O estudo analisou e compilou os dados existentes para tirar as suas conclusões. É também argumentado que uma maior transparência sobre o processo de revisão por pares, incluindo sobre as razões pelas quais determinados artigos foram rejeitados, poderia ajudar a revelar decisões editoriais que foram influenciadas por outros factores que não a qualidade da própria investigação. Os autores postularam que sem maior transparência no processo de publicação académica, seria difícil obter uma compreensão completa do impacto do preconceito e da censura na investigação.
Segundo os autores, “há pelo menos um custo óbvio da censura científica: a supressão de informações precisas.”, sendo que “a censura sistemática e, portanto, mal-entendidos sistemáticos, poderão surgir se a maioria dos cientistas partilhar preferências ou preconceitos específicos que influenciam as suas avaliações científicas”. Deste modo, “se os processos sociais se alinharem para desencorajar descobertas específicas, independentemente da sua validade, a compreensão subsequente da realidade será distorcida, aumentando a probabilidade de falsos consensos científicos e de intervenções disfuncionais que desperdiçam tempo e recursos valiosos sem nenhum benefício ou possivelmente até consequências negativas”.

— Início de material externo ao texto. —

impl Adaptor {
    /// Adaptor over the document root, governed by the schema root.
    pub fn root(archive: ArchiveContext) -> Self {
        let node = NodeHandle {
            root: archive.document.clone(),
            pointer: String::new(),
        };
        let section = archive.concrete_section(archive.registry.root(), node.get());
        Self {
            id: AdaptorId::next(),
            parent: None,
            archive,
            node,
            path: ArchivePath::root(),
            kind: AdaptorKind::Section(section),
        }
    }

    pub fn id(&self) -> AdaptorId {
        self.id
    }

    pub fn parent(&self) -> Option<AdaptorId> {
        self.parent
    }

    pub fn path(&self) -> &ArchivePath {
        &self.path
    }

    pub fn kind(&self) -> AdaptorKind {
        self.kind
    }

    pub fn archive(&self) -> &ArchiveContext {
        &self.archive
    }

    /// The raw data node.
    pub fn value(&self) -> &Value {
        self.node.get()
    }

    pub fn is_section(&self) -> bool {
        matches!(self.kind, AdaptorKind::Section(_))
    }

    pub fn definition(&self) -> Definition<'_> {
        let registry = self.archive.registry();
        match self.kind {
            AdaptorKind::Section(id) => Definition::Section(registry.section(id)),
            AdaptorKind::Quantity(p) | AdaptorKind::Dangling(p) => {
                registry.property(p).as_definition()
            }
        }
    }

    /// Display title: the key that led here, or the root section's name.
    pub fn title(&self) -> String {
        match self.path.last() {
            Some(key) => key.to_string(),
            None => self.definition().name().to_string(),
        }
    }

    /// Derive the adaptor for `key` (`name` or `name:index`).
    pub fn child_at(&self, key: &str) -> Result<Adaptor, NavError> {
        let key: ChildKey = key.parse()?;
        self.child(&key)
    }

    pub fn child(&self, key: &ChildKey) -> Result<Adaptor, NavError> {
        let AdaptorKind::Section(section) = self.kind else {
            return Err(NavError::NotASection(self.title()));
        };
        let registry = self.archive.registry();
        let prop = registry
            .property_ref(section, &key.name)
            .ok_or_else(|| NavError::UnknownProperty {
                section: registry.section(section).name.clone(),
                key: key.to_string(),
            })?;

        match registry.property(prop) {
            Property::SubSection(sub) => self.sub_section_child(sub, key),
            Property::Quantity(quantity) => {
                if key.index.is_some() {
                    return Err(NavError::InvalidKey(key.to_string()));
                }
                self.quantity_child(prop, quantity)
            }
        }
    }

    fn sub_section_child(&self, sub: &SubSectionDef, key: &ChildKey) -> Result<Adaptor, NavError> {
        let raw = self.value().get(&sub.name);
        let node = self.node.child(&sub.name);

        if !sub.repeats {
            if let Some(index) = key.index
                && index > 0
            {
                return Err(NavError::IndexOutOfRange {
                    key: sub.name.clone(),
                    index,
                    len: 1,
                });
            }
            let path = self.path.join(ChildKey::new(&sub.name));
            return Ok(self.derive(node, path, AdaptorKind::Section(sub.section)));
        }

        let index = key.index.unwrap_or(0);
        let (node, len) = match raw {
            Some(Value::Array(items)) => (node.child(&index.to_string()), items.len()),
            None | Some(Value::Null) => (node, 0),
            // a lone object where a list is declared counts as one element
            Some(_) => (node, 1),
        };
        if index >= len {
            return Err(NavError::IndexOutOfRange {
                key: sub.name.clone(),
                index,
                len,
            });
        }
        let path = self.path.join(ChildKey::indexed(&sub.name, index));
        Ok(self.derive(node, path, AdaptorKind::Section(sub.section)))
    }

    fn quantity_child(&self, prop: PropertyRef, quantity: &QuantityDef) -> Result<Adaptor, NavError> {
        let node = self.node.child(&quantity.name);
        let path = self.path.join(ChildKey::new(&quantity.name));

        if let Some(target) = quantity.reference_target()
            && !node.get().is_null()
        {
            return Ok(match self.resolve_reference(node.get(), target) {
                Ok(resolved) => resolved,
                Err(err) => {
                    warn!("{}: {err}", path);
                    self.derive(node, path, AdaptorKind::Dangling(prop))
                }
            });
        }
        Ok(self.derive(node, path, AdaptorKind::Quantity(prop)))
    }

    /// Adaptor over an element of a repeating sub-section that was fetched
    /// separately from the document.
    pub fn fetched_item(
        &self,
        name: &str,
        index: usize,
        value: Arc<Value>,
    ) -> Result<Adaptor, NavError> {
        let AdaptorKind::Section(section) = self.kind else {
            return Err(NavError::NotASection(self.title()));
        };
        let registry = self.archive.registry();
        match registry
            .property_ref(section, name)
            .map(|p| registry.property(p))
        {
            Some(Property::SubSection(sub)) if sub.repeats => {
                let node = NodeHandle {
                    root: value,
                    pointer: String::new(),
                };
                let path = self.path.join(ChildKey::indexed(name, index));
                Ok(self.derive(node, path, AdaptorKind::Section(sub.section)))
            }
            Some(_) => Err(NavError::InvalidKey(format!("{name}:{index}"))),
            None => Err(NavError::UnknownProperty {
                section: registry.section(section).name.clone(),
                key: name.to_string(),
            }),
        }
    }

    /// Dereference a data-level reference against the whole document.
    ///
    /// The reference is a path such as `/run/0/system/1` and must lead,
    /// through sub-sections only, to a present section governed by `target`.
    /// The result is a child of `self` for navigation purposes.
    pub fn resolve_reference(&self, reference: &Value, target: SectionId) -> Result<Adaptor, NavError> {
        let dangling = || NavError::DanglingDataReference {
            reference: match reference {
                Value::String(s) => s.clone(),
                other => other.to_string(),
            },
        };
        let path = reference
            .as_str()
            .and_then(ArchivePath::from_reference)
            .ok_or_else(dangling)?;

        let registry = self.archive.registry();
        let mut current = Adaptor::root(self.archive.clone());
        for key in path.keys() {
            let AdaptorKind::Section(section) = current.kind else {
                return Err(dangling());
            };
            let Some(Property::SubSection(sub)) = registry
                .property_ref(section, &key.name)
                .map(|p| registry.property(p))
            else {
                return Err(dangling());
            };
            current = current
                .sub_section_child(sub, key)
                .map_err(|_| dangling())?;
        }

        match current.kind {
            AdaptorKind::Section(found)
                if registry.is_a(found, target) && !current.value().is_null() =>
            {
                debug!("{} -> {}", self.path, current.path);
                Ok(Adaptor {
                    id: AdaptorId::next(),
                    parent: Some(self.id),
                    ..current
                })
            }
            _ => Err(dangling()),
        }
    }

    fn derive(&self, node: NodeHandle, path: ArchivePath, kind: AdaptorKind) -> Adaptor {
        let kind = match kind {
            AdaptorKind::Section(declared) => {
                AdaptorKind::Section(self.archive.concrete_section(declared, node.get()))
            }
            other => other,
        };
        Adaptor {
            id: AdaptorId::next(),
            parent: Some(self.id),
            archive: self.archive.clone(),
            node,
            path,
            kind,
        }
    }

    /// Repeating sub-sections present in this section, with their lengths.
    pub fn repeating_children(&self) -> Vec<(String, usize)> {
        let AdaptorKind::Section(section) = self.kind else {
            return Vec::new();
        };
        let value = self.value();
        self.archive
            .registry()
            .properties_of(section)
            .filter_map(|(name, def)| match (def, value.get(name)) {
                (Definition::SubSection(sub), Some(Value::Array(items))) if sub.repeats => {
                    Some((name.to_string(), items.len()))
                }
                _ => None,
            })
            .collect()
    }

    /// Short display form of this node.
    pub fn preview(&self, units: &UnitContext) -> Result<String, UnitError> {
        match self.kind {
            AdaptorKind::Section(id) => Ok(self.archive.registry().section(id).name.clone()),
            AdaptorKind::Quantity(p) => match self.archive.registry().property(p) {
                Property::Quantity(q) => quantity_preview(q, self.value(), units),
                Property::SubSection(sub) => Ok(sub.name.clone()),
            },
            AdaptorKind::Dangling(_) => Ok(DANGLING_REFERENCE.to_string()),
        }
    }

    /// [`Adaptor::preview`], with failures shown as the unavailable marker.
    pub fn preview_or_unavailable(&self, units: &UnitContext) -> String {
        self.preview(units)
            .unwrap_or_else(|_| UNAVAILABLE.to_string())
    }

    /// Describe this node for the presentation layer.
    ///
    /// Pure: the result depends only on the data node, its definition and
    /// the arguments.
    pub fn render(&self, flags: &ViewFlags, units: &UnitContext) -> RenderNode {
        let meta = flags.show_meta.then(|| meta_info(self.definition()));
        let mut node = RenderNode {
            kind: RenderKind::Section,
            title: self.title(),
            path: self.path.to_string(),
            preview: String::new(),
            value: None,
            children: Vec::new(),
            lists: Vec::new(),
            meta,
            error: None,
        };

        match self.kind {
            AdaptorKind::Section(section) => {
                node.preview = self.archive.registry().section(section).name.clone();
                node.children = self.section_children(section, flags, units);
            }
            AdaptorKind::Quantity(p) => {
                node.kind = match self.archive.registry().property(p) {
                    Property::Quantity(q) if q.reference_target().is_some() => {
                        RenderKind::Reference
                    }
                    _ => RenderKind::Quantity,
                };
                node.value = Some(self.value().clone());
                match self.preview(units) {
                    Ok(preview) => node.preview = preview,
                    Err(err) => {
                        node.kind = RenderKind::Unavailable;
                        node.preview = UNAVAILABLE.to_string();
                        node.error = Some(err.to_string());
                    }
                }
            }
            AdaptorKind::Dangling(_) => {
                node.kind = RenderKind::Reference;
                node.preview = DANGLING_REFERENCE.to_string();
                node.value = Some(self.value().clone());
            }
        }
        node
    }

    fn section_children(
        &self,
        section: SectionId,
        flags: &ViewFlags,
        units: &UnitContext,
    ) -> Vec<ChildEntry> {
        let value = self.value();
        let mut children = Vec::new();
        for (name, def) in self.archive.registry().properties_of(section) {
            if !flags.shows(name) {
                continue;
            }
            let raw = value.get(name).filter(|v| is_present(v));
            if raw.is_none() && !flags.show_all_defined {
                continue;
            }
            let mut entry = ChildEntry {
                key: name.to_string(),
                label: name.to_string(),
                kind: RenderKind::Section,
                preview: None,
                disabled: raw.is_none(),
                count: None,
            };
            match def {
                Definition::SubSection(sub) if sub.repeats => {
                    entry.kind = RenderKind::List;
                    entry.count = Some(match raw {
                        Some(Value::Array(items)) => items.len(),
                        Some(_) => 1,
                        None => 0,
                    });
                }
                Definition::SubSection(_) => {}
                Definition::Quantity(q) => {
                    entry.kind = if q.reference_target().is_some() {
                        RenderKind::Reference
                    } else {
                        RenderKind::Quantity
                    };
                    entry.preview = raw.map(|raw| self.child_preview(q, raw, units));
                }
                Definition::Section(_) => continue,
            }
            children.push(entry);
        }
        children
    }

    fn child_preview(&self, q: &QuantityDef, raw: &Value, units: &UnitContext) -> String {
        if let Some(target) = q.reference_target() {
            return match self.resolve_reference(raw, target) {
                Ok(resolved) => resolved.path.to_reference(),
                Err(_) => DANGLING_REFERENCE.to_string(),
            };
        }
        quantity_preview(q, raw, units).unwrap_or_else(|err| {
            debug!("{}/{}: {err}", self.path, q.name);
            UNAVAILABLE.to_string()
        })
    }
}
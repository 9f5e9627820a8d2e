//! Command line interface.

use std::path::PathBuf;

use clap::{Parser, Subcommand};

use crate::ctx::{DEFAULT_CONFIG_PATH, DisplayOverrides, PathConfig};

#[derive(Parser, Debug)]
#[command(name = "archive-view", version)]
#[command(about = "Browse metainfo archives in the terminal")]
pub struct Cli {
    #[command(subcommand)]
    pub command: Commands,

    /// Schema document (JSON)
    #[arg(short, long, global = true, default_value = "schema.json")]
    pub schema: PathBuf,

    /// Archive document (JSON)
    #[arg(short, long, global = true, default_value = "archive.json")]
    pub archive: PathBuf,

    /// Config file (.toml or .json)
    #[arg(short, long, global = true)]
    pub config: Option<PathBuf>,

    /// Show code-specific (`x_`) properties
    #[arg(long, global = true)]
    pub code_specific: bool,

    /// Show properties the schema defines but the archive lacks
    #[arg(long, global = true)]
    pub all_defined: bool,

    /// Show definition details
    #[arg(long, global = true)]
    pub meta: bool,

    /// Unit system used for display
    #[arg(short, long, global = true)]
    pub units: Option<String>,
}

#[derive(Subcommand, Debug)]
pub enum Commands {
    /// Render the node at a path
    Show {
        /// Path such as `run:0/system:1`
        #[arg(default_value = "")]
        path: String,

        /// Print the render description as JSON
        #[arg(long)]
        json: bool,
    },

    /// Print the lanes for a path
    Lanes {
        path: String,
    },

    /// List search index entries, optionally filtered
    Search {
        query: Option<String>,
    },

    /// Interactive browsing on stdin
    Browse,

    /// Print the JSON Schema of the config file
    ConfigSchema,
}

impl Cli {
    pub fn paths(&self) -> PathConfig {
        PathConfig {
            schema: self.schema.clone(),
            archive: self.archive.clone(),
            config: self
                .config
                .clone()
                .unwrap_or_else(|| PathBuf::from(DEFAULT_CONFIG_PATH)),
        }
    }

    pub fn overrides(&self) -> DisplayOverrides {
        DisplayOverrides {
            show_code_specific: self.code_specific,
            show_all_defined: self.all_defined,
            show_meta: self.meta,
            unit_system: self.units.clone(),
        }
    }
}

#[cfg(test)]
mod tests {
    use super::*;

    #[test]
    fn test_parse_show() {
        let cli = Cli::parse_from([
            "archive-view",
            "show",
            "run:0/system:1",
            "--json",
            "--schema",
            "s.json",
            "--meta",
        ]);
        assert_eq!(cli.schema, PathBuf::from("s.json"));
        assert!(cli.meta);
        match &cli.command {
            Commands::Show { path, json } => {
                assert_eq!(path, "run:0/system:1");
                assert!(*json);
            }
            other => panic!("unexpected command {other:?}"),
        }
        assert_eq!(cli.paths().config, PathBuf::from(DEFAULT_CONFIG_PATH));
    }

    #[test]
    fn test_parse_search_without_query() {
        let cli = Cli::parse_from(["archive-view", "search"]);
        assert!(matches!(cli.command, Commands::Search { query: None }));
    }
}
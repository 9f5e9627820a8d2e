//! Jump-to index over the data present in a document.
//!
//! Only properties that carry data are indexed: the index answers "where is
//! there something called `energy`", not "where could there be".

use std::collections::{HashMap, HashSet};

use serde::Serialize;
use serde_json::Value;

use crate::{
    adaptor::is_present,
    data::{ArchivePath, ChildKey, Definition, PropertyRef, SchemaRegistry, SectionId},
};

/// One entry of the search index.
#[derive(Debug, Clone, PartialEq, Eq, Serialize)]
pub struct SearchOption {
    /// Label shown to the user, `energy` or `energy (dos)`.
    pub label: String,
    /// The property name.
    pub name: String,
    /// First location with data for this property.
    pub path: ArchivePath,
    /// Name of the section declaring the property.
    pub section: String,
    /// `quantity` or `sub_section`.
    pub kind: &'static str,
    /// Key of the enclosing node, used for disambiguation.
    parent: String,
}

impl SearchOption {
    /// The `/`-separated navigation path, `run:0/calc:0/energy`.
    pub fn target(&self) -> String {
        self.path.to_string()
    }
}

struct IndexBuilder<'r> {
    registry: &'r SchemaRegistry,
    options: Vec<SearchOption>,
    /// `(enclosing sub-section, property name)` pairs already indexed.
    seen: HashSet<(Option<PropertyRef>, String)>,
    /// Name to the index of its first option, and whether that option has
    /// been decorated.
    first: HashMap<String, (usize, bool)>,
}

impl IndexBuilder<'_> {
    fn visit(&mut self, declared: SectionId, value: &Value, via: Option<PropertyRef>, path: &ArchivePath) {
        let registry = self.registry;
        let section = registry.tagged_section(declared, value);
        let parent = match path.last() {
            Some(key) => key.name.clone(),
            None => registry.section(section).name.clone(),
        };
        for (name, def) in registry.properties_of(section) {
            let Some(raw) = value.get(name).filter(|v| is_present(v)) else {
                continue;
            };
            let here = path.join(ChildKey::new(name));
            let kind = match def {
                Definition::SubSection(_) => "sub_section",
                _ => "quantity",
            };
            if self.seen.insert((via, name.to_string())) {
                self.add(SearchOption {
                    label: name.to_string(),
                    name: name.to_string(),
                    path: here,
                    section: registry.section(section).name.clone(),
                    kind,
                    parent: parent.clone(),
                });
            }

            let Definition::SubSection(sub) = def else {
                continue;
            };
            let prop = registry.property_ref(section, name);
            match raw {
                Value::Array(items) if sub.repeats => {
                    for (i, item) in items.iter().enumerate() {
                        let at = path.join(ChildKey::indexed(name, i));
                        self.visit(sub.section, item, prop, &at);
                    }
                }
                item if sub.repeats => {
                    let at = path.join(ChildKey::indexed(name, 0));
                    self.visit(sub.section, item, prop, &at);
                }
                item => {
                    let at = path.join(ChildKey::new(name));
                    self.visit(sub.section, item, prop, &at);
                }
            }
        }
    }

    /// Append an option. A repeated name decorates itself and, the first
    /// time, the option that first used the name.
    fn add(&mut self, mut option: SearchOption) {
        let index = self.options.len();
        match self.first.get_mut(&option.name) {
            None => {
                self.first.insert(option.name.clone(), (index, false));
            }
            Some((first, decorated)) => {
                if !*decorated {
                    let first = &mut self.options[*first];
                    first.label = format!("{} ({})", first.name, first.parent);
                    *decorated = true;
                }
                option.label = format!("{} ({})", option.name, option.parent);
            }
        }
        self.options.push(option);
    }
}

/// Index every property with data under `root`, depth first in declaration
/// order.
pub fn build_index(registry: &SchemaRegistry, root: &Value, section: SectionId) -> Vec<SearchOption> {
    let mut builder = IndexBuilder {
        registry,
        options: Vec::new(),
        seen: HashSet::new(),
        first: HashMap::new(),
    };
    builder.visit(section, root, None, &ArchivePath::root());
    info!("search index built with {} entries", builder.options.len());
    builder.options
}

/// Options whose label contains `query`, ignoring case.
pub fn filter<'a>(options: &'a [SearchOption], query: &str) -> Vec<&'a SearchOption> {
    let query = query.to_lowercase();
    options
        .iter()
        .filter(|o| o.label.to_lowercase().contains(&query))
        .collect()
}

#[cfg(test)]
mod tests {
    use super::*;
    use pretty_assertions::assert_eq;
    use serde_json::json;

    fn registry() -> SchemaRegistry {
        SchemaRegistry::from_json(&json!({
            "root": "Root",
            "sections": [
                {"name": "Root", "sub_sections": [
                    {"name": "dos", "section": "Dos"},
                    {"name": "bs", "section": "Bs"},
                    {"name": "calc", "section": "Calc", "repeats": true}
                ]},
                {"name": "Dos", "quantities": [{"name": "energy", "type": "float64"}]},
                {"name": "Bs", "quantities": [
                    {"name": "energy", "type": "float64"},
                    {"name": "kpoints", "type": "float64"}
                ]},
                {"name": "Calc", "quantities": [
                    {"name": "energy", "type": "float64"},
                    {"name": "label", "type": "str"}
                ]}
            ]
        }))
        .unwrap()
    }

    fn labels(options: &[SearchOption]) -> Vec<&str> {
        options.iter().map(|o| o.label.as_str()).collect()
    }

    #[test]
    fn test_duplicate_names_are_decorated() {
        let registry = registry();
        let doc = json!({"dos": {"energy": [1.0]}, "bs": {"energy": [2.0]}});
        let options = build_index(&registry, &doc, registry.root());
        assert_eq!(labels(&options), ["dos", "energy (dos)", "bs", "energy (bs)"]);
        assert!(!options.iter().any(|o| o.label == "energy"));
    }

    #[test]
    fn test_single_occurrence_stays_plain() {
        let registry = registry();
        let doc = json!({"dos": {"energy": [1.0]}, "bs": {"kpoints": [0.0]}});
        let options = build_index(&registry, &doc, registry.root());
        assert_eq!(labels(&options), ["dos", "energy", "bs", "kpoints"]);
        assert_eq!(options[1].target(), "dos/energy");
    }

    #[test]
    fn test_only_present_data_is_indexed() {
        let registry = registry();
        let doc = json!({"dos": {}, "bs": {"energy": null, "kpoints": []}, "calc": []});
        assert!(build_index(&registry, &doc, registry.root()).is_empty());
    }

    #[test]
    fn test_list_elements_index_once() {
        let registry = registry();
        let doc = json!({"calc": [{"energy": 1.0}, {"energy": 2.0, "label": "b"}]});
        let options = build_index(&registry, &doc, registry.root());
        assert_eq!(labels(&options), ["calc", "energy", "label"]);
        assert_eq!(options[1].target(), "calc:0/energy");
        // first seen in the second element
        assert_eq!(options[2].target(), "calc:1/label");
        assert_eq!(options[2].section, "Calc");
        assert_eq!(options[0].kind, "sub_section");
    }

    #[test]
    fn test_third_occurrence() {
        let registry = registry();
        let doc = json!({
            "dos": {"energy": [1.0]},
            "bs": {"energy": [2.0]},
            "calc": [{"energy": 3.0}]
        });
        let options = build_index(&registry, &doc, registry.root());
        assert_eq!(
            labels(&options),
            ["dos", "energy (dos)", "bs", "energy (bs)", "calc", "energy (calc)"]
        );
    }

    #[test]
    fn test_filter() {
        let registry = registry();
        let doc = json!({"dos": {"energy": [1.0]}, "bs": {"energy": [2.0]}});
        let options = build_index(&registry, &doc, registry.root());
        let hits = filter(&options, "ENERGY (b");
        assert_eq!(hits.len(), 1);
        assert_eq!(hits[0].target(), "bs/energy");
        assert_eq!(filter(&options, "").len(), 4);
    }
}
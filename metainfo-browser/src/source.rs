//! Where documents and list pages come from.
//!
//! The navigator never fetches anything itself. Expanding a list that is only
//! partially present locally yields a [`PageRequest`]; whoever drives the
//! navigator passes it to a [`DocumentSource`] and hands the resulting
//! [`Page`] back through `Navigator::apply_page`.

use std::{path::PathBuf, sync::Arc};

use async_trait::async_trait;
use serde::Serialize;
use serde_json::Value;
use tokio::sync::OnceCell;

use crate::{data::ArchivePath, error::SourceError, lanes::LaneId};

/// A request for elements `offset..offset + limit` of a repeating
/// sub-section.
#[derive(Debug, Clone, PartialEq, Eq, Serialize)]
pub struct PageRequest {
    /// The lane that asked; responses for a discarded lane are dropped.
    pub lane: LaneId,
    /// Name of the list property on that lane.
    pub list: String,
    /// Reference form of the list location, `/run/0/system`.
    pub path: String,
    pub offset: usize,
    pub limit: usize,
}

/// Elements of one page plus the total length of the list.
#[derive(Debug, Clone, Default, PartialEq)]
pub struct Page {
    pub items: Vec<Value>,
    pub total: usize,
}

#[async_trait]
pub trait DocumentSource: Send + Sync {
    /// The root document.
    async fn load(&self) -> Result<Arc<Value>, SourceError>;

    /// One page of a list inside the document.
    async fn fetch_page(&self, request: &PageRequest) -> Result<Page, SourceError>;
}

/// Slice a page out of a loaded document.
fn page_of(document: &Value, request: &PageRequest) -> Result<Page, SourceError> {
    let pointer = ArchivePath::from_reference(&request.path)
        .map(|p| p.to_pointer())
        .ok_or_else(|| SourceError::NotFound(request.path.clone()))?;
    let list = document
        .pointer(&pointer)
        .ok_or_else(|| SourceError::NotFound(request.path.clone()))?;
    let Value::Array(items) = list else {
        return Err(SourceError::NotAList(request.path.clone()));
    };
    let start = request.offset.min(items.len());
    let end = request.offset.saturating_add(request.limit).min(items.len());
    Ok(Page {
        items: items[start..end].to_vec(),
        total: items.len(),
    })
}

/// A document already held in memory.
#[derive(Debug, Clone)]
pub struct InMemorySource {
    document: Arc<Value>,
}

impl InMemorySource {
    pub fn new(document: impl Into<Arc<Value>>) -> Self {
        Self {
            document: document.into(),
        }
    }
}

#[async_trait]
impl DocumentSource for InMemorySource {
    async fn load(&self) -> Result<Arc<Value>, SourceError> {
        Ok(self.document.clone())
    }

    async fn fetch_page(&self, request: &PageRequest) -> Result<Page, SourceError> {
        page_of(&self.document, request)
    }
}

/// A JSON document on disk, read on first use.
#[derive(Debug)]
pub struct JsonFileSource {
    path: PathBuf,
    document: OnceCell<Arc<Value>>,
}

impl JsonFileSource {
    pub fn new(path: impl Into<PathBuf>) -> Self {
        Self {
            path: path.into(),
            document: OnceCell::new(),
        }
    }

    pub fn path(&self) -> &std::path::Path {
        &self.path
    }

    async fn document(&self) -> Result<&Arc<Value>, SourceError> {
        self.document
            .get_or_try_init(|| async {
                let text = tokio::fs::read_to_string(&self.path).await?;
                let value: Value = serde_json::from_str(&text)?;
                info!("loaded archive {}", self.path.display());
                Ok::<_, SourceError>(Arc::new(value))
            })
            .await
    }
}

#[async_trait]
impl DocumentSource for JsonFileSource {
    async fn load(&self) -> Result<Arc<Value>, SourceError> {
        self.document().await.cloned()
    }

    async fn fetch_page(&self, request: &PageRequest) -> Result<Page, SourceError> {
        let document = self.document().await?;
        debug!(
            "{}: page {} [{}, +{}]",
            self.path.display(),
            request.path,
            request.offset,
            request.limit
        );
        page_of(document, request)
    }
}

Os investigadores mencionam igualmente que a censura científica também pode reduzir a confiança do público na ciência. Se a censura parecer motivada ideologicamente ou fizer com que a ciência promova intervenções e políticas contraproducentes, o público poderá rejeitar instituições e descobertas científicas. “Na verdade, uma investigação recente descobriu que o apoio de Biden à Nature minou a confiança tanto na Nature como nos cientistas em geral. A perda de confiança pode reduzir a vontade dos céticos de cooperar com recomendações científicas em momentos cruciais (por exemplo, durante pandemias), causando problemas evitáveis para a saúde e segurança públicas. Uma erosão mais ampla da confiança nas instituições poderia ter consequências a jusante para o liberalismo, o pluralismo e a democracia. A censura pode ser particularmente suscetível de minar a confiança na ciência na sociedade contemporânea porque os cientistas têm agora outros meios (além das revistas académicas) para divulgar as suas descobertas e reivindicações de censura”, salientam.
“Se o público encontra rotineiramente estudos de qualidade em blogs, redes sociais e revistas online de cientistas que afirmam ter sido censurados, parece provável uma redistribuição de autoridade dos meios científicos estabelecidos para os mais recentes e populares. Dados os muitos modos de divulgação e disponibilidade pública de dados, proibir certas áreas de investigação para cientistas credenciados pode dar aos extremistas um monopólio sobre investigação sensível. A censura científica também pode reduzir a confiança na literatura científica entre os cientistas, exacerbando a hostilidade e a polarização. Se determinados grupos de académicos se sentirem censurados pela sua disciplina, poderão abandoná-la completamente, criando uma monocultura científica que sufoca o progresso”, evidenciam.
A equipa de investigação incluiu académicos de 30 outras organizações além de Stony Brook, incluindo a Universidade da Pensilvânia, Rutgers, a Fundação para Direitos e Expressão Individuais, a Academia Heterodoxa e a Universidade da Colúmbia Britânica.